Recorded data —
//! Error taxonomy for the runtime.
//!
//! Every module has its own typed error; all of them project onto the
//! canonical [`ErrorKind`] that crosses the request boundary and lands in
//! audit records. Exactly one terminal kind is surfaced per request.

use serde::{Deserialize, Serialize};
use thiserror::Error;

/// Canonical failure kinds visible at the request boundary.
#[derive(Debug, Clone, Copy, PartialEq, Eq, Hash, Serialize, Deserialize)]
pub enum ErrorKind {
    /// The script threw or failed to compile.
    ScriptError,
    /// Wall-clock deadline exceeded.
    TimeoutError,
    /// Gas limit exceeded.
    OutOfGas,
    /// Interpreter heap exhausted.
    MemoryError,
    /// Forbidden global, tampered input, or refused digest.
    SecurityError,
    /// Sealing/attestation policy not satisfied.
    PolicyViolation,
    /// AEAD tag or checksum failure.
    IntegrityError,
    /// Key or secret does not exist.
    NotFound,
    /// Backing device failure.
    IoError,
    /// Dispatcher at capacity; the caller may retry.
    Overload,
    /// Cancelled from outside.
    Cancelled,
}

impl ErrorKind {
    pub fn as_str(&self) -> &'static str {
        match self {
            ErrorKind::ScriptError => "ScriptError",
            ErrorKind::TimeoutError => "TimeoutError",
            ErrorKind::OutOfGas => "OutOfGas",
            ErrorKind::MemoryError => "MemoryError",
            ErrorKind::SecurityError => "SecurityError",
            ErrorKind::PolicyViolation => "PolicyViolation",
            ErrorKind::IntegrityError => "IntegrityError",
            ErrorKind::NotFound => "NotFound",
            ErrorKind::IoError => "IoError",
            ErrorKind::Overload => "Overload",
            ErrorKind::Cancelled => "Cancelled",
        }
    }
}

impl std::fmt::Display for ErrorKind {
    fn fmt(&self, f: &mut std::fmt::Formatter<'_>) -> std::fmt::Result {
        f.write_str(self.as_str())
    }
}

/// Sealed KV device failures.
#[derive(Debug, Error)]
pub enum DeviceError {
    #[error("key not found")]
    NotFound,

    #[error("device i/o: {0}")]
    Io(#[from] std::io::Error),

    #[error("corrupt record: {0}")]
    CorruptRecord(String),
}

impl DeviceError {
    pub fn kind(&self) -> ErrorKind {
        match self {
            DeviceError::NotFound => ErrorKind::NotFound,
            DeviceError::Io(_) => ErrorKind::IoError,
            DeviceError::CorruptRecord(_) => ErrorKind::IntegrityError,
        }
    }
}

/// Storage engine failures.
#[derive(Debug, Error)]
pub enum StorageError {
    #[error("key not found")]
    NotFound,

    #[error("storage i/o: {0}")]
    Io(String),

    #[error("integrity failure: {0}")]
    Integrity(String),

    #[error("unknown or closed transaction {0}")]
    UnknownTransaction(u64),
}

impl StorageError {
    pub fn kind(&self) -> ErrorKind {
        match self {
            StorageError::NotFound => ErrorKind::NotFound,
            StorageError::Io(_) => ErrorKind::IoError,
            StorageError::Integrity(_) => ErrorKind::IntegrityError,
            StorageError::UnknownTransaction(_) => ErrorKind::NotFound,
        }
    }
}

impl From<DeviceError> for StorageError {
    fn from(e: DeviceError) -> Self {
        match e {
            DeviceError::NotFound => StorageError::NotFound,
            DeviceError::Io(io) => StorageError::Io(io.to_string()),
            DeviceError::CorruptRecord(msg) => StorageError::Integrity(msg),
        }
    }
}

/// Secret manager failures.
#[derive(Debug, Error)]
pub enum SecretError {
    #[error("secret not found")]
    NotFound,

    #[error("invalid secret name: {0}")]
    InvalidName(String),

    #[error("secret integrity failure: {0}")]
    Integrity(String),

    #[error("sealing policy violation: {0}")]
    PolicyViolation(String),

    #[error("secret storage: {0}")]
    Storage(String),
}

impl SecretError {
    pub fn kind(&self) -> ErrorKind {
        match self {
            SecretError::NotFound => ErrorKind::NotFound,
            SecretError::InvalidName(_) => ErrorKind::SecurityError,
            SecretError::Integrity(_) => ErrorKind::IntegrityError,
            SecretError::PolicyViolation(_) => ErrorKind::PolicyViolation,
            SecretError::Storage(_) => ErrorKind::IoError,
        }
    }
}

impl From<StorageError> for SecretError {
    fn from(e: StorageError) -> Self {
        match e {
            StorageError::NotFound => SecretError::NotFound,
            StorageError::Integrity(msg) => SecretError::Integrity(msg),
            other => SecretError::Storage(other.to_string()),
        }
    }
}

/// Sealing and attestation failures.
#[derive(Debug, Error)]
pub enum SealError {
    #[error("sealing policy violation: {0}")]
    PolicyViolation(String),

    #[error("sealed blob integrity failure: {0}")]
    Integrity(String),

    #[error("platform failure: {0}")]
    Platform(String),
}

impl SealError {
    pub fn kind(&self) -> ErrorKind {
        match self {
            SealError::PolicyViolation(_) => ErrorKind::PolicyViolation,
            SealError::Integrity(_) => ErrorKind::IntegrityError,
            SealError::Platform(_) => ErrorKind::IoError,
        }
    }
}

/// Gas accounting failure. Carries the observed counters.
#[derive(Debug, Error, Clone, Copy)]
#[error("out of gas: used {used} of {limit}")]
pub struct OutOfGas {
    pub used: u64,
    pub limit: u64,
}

What is needed — Every entry should be reproduced word for word.

Exercise response —
//! Error taxonomy for the runtime.
//!
//! Every module has its own typed error; all of them project onto the
//! canonical [`ErrorKind`] that crosses the request boundary and lands in
//! audit records. Exactly one terminal kind is surfaced per request.

use serde::{Deserialize, Serialize};
use thiserror::Error;

/// Canonical failure kinds visible at the request boundary.
#[derive(Debug, Clone, Copy, PartialEq, Eq, Hash, Serialize, Deserialize)]
pub enum ErrorKind {
    /// The script threw or failed to compile.
    ScriptError,
    /// Wall-clock deadline exceeded.
    TimeoutError,
    /// Gas limit exceeded.
    OutOfGas,
    /// Interpreter heap exhausted.
    MemoryError,
    /// Forbidden global, tampered input, or refused digest.
    SecurityError,
    /// Sealing/attestation policy not satisfied.
    PolicyViolation,
    /// AEAD tag or checksum failure.
    IntegrityError,
    /// Key or secret does not exist.
    NotFound,
    /// Backing device failure.
    IoError,
    /// Dispatcher at capacity; the caller may retry.
    Overload,
    /// Cancelled from outside.
    Cancelled,
}

impl ErrorKind {
    pub fn as_str(&self) -> &'static str {
        match self {
            ErrorKind::ScriptError => "ScriptError",
            ErrorKind::TimeoutError => "TimeoutError",
            ErrorKind::OutOfGas => "OutOfGas",
            ErrorKind::MemoryError => "MemoryError",
            ErrorKind::SecurityError => "SecurityError",
            ErrorKind::PolicyViolation => "PolicyViolation",
            ErrorKind::IntegrityError => "IntegrityError",
            ErrorKind::NotFound => "NotFound",
            ErrorKind::IoError => "IoError",
            ErrorKind::Overload => "Overload",
            ErrorKind::Cancelled => "Cancelled",
        }
    }
}

impl std::fmt::Display for ErrorKind {
    fn fmt(&self, f: &mut std::fmt::Formatter<'_>) -> std::fmt::Result {
        f.write_str(self.as_str())
    }
}

/// Sealed KV device failures.
#[derive(Debug, Error)]
pub enum DeviceError {
    #[error("key not found")]
    NotFound,

    #[error("device i/o: {0}")]
    Io(#[from] std::io::Error),

    #[error("corrupt record: {0}")]
    CorruptRecord(String),
}

impl DeviceError {
    pub fn kind(&self) -> ErrorKind {
        match self {
            DeviceError::NotFound => ErrorKind::NotFound,
            DeviceError::Io(_) => ErrorKind::IoError,
            DeviceError::CorruptRecord(_) => ErrorKind::IntegrityError,
        }
    }
}

/// Storage engine failures.
#[derive(Debug, Error)]
pub enum StorageError {
    #[error("key not found")]
    NotFound,

    #[error("storage i/o: {0}")]
    Io(String),

    #[error("integrity failure: {0}")]
    Integrity(String),

    #[error("unknown or closed transaction {0}")]
    UnknownTransaction(u64),
}

impl StorageError {
    pub fn kind(&self) -> ErrorKind {
        match self {
            StorageError::NotFound => ErrorKind::NotFound,
            StorageError::Io(_) => ErrorKind::IoError,
            StorageError::Integrity(_) => ErrorKind::IntegrityError,
            StorageError::UnknownTransaction(_) => ErrorKind::NotFound,
        }
    }
}

impl From<DeviceError> for StorageError {
    fn from(e: DeviceError) -> Self {
        match e {
            DeviceError::NotFound => StorageError::NotFound,
            DeviceError::Io(io) => StorageError::Io(io.to_string()),
            DeviceError::CorruptRecord(msg) => StorageError::Integrity(msg),
        }
    }
}

/// Secret manager failures.
#[derive(Debug, Error)]
pub enum SecretError {
    #[error("secret not found")]
    NotFound,

    #[error("invalid secret name: {0}")]
    InvalidName(String),

    #[error("secret integrity failure: {0}")]
    Integrity(String),

    #[error("sealing policy violation: {0}")]
    PolicyViolation(String),

    #[error("secret storage: {0}")]
    Storage(String),
}

impl SecretError {
    pub fn kind(&self) -> ErrorKind {
        match self {
            SecretError::NotFound => ErrorKind::NotFound,
            SecretError::InvalidName(_) => ErrorKind::SecurityError,
            SecretError::Integrity(_) => ErrorKind::IntegrityError,
            SecretError::PolicyViolation(_) => ErrorKind::PolicyViolation,
            SecretError::Storage(_) => ErrorKind::IoError,
        }
    }
}

impl From<StorageError> for SecretError {
    fn from(e: StorageError) -> Self {
        match e {
            StorageError::NotFound => SecretError::NotFound,
            StorageError::Integrity(msg) => SecretError::Integrity(msg),
            other => SecretError::Storage(other.to_string()),
        }
    }
}

/// Sealing and attestation failures.
#[derive(Debug, Error)]
pub enum SealError {
    #[error("sealing policy violation: {0}")]
    PolicyViolation(String),

    #[error("sealed blob integrity failure: {0}")]
    Integrity(String),

    #[error("platform failure: {0}")]
    Platform(String),
}

impl SealError {
    pub fn kind(&self) -> ErrorKind {
        match self {
            SealError::PolicyViolation(_) => ErrorKind::PolicyViolation,
            SealError::Integrity(_) => ErrorKind::IntegrityError,
            SealError::Platform(_) => ErrorKind::IoError,
        }
    }
}

/// Gas accounting failure. Carries the observed counters.
#[derive(Debug, Error, Clone, Copy)]
#[error("out of gas: used {used} of {limit}")]
pub struct OutOfGas {
    pub used: u64,
    pub limit: u64,
}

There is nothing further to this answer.